══ Available data

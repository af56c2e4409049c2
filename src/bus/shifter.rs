use crate::gpio::GpioPort;

use super::Pins;

/// Serial load of the address extender, a 74xx595-style register: bits go
/// out most significant first, the register samples the data line on each
/// rising clock edge, and a latch pulse afterwards commits the shifted
/// word to the parallel outputs. Data must only change while the clock is
/// low or the sampled word is corrupted.
///
/// No explicit settling delays: even bit-banged through sysfs, each edge
/// is orders of magnitude slower than the register's setup/hold times.
impl<P: GpioPort> Pins<P> {
	pub fn set_extended_address(&mut self, value: u16) {
		self.set_shift_latch(false);
		self.set_shift_data(false);
		for bit in (0..16).rev() {
			self.set_shift_clock(false);
			self.set_shift_data(0 != value & (1 << bit));
			self.set_shift_clock(true);
		}
		self.set_shift_clock(false);
		self.set_shift_latch(true);
		self.set_shift_latch(false);
	}
}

════

▶ The task
This exercise asks for the line with "for bit in (0..16).rev()" and all lines after it through the end of the records above, retyped exactly and with nothing else.

▶ Completed exercise
		for bit in (0..16).rev() {
			self.set_shift_clock(false);
			self.set_shift_data(0 != value & (1 << bit));
			self.set_shift_clock(true);
		}
		self.set_shift_clock(false);
		self.set_shift_latch(true);
		self.set_shift_latch(false);
	}
}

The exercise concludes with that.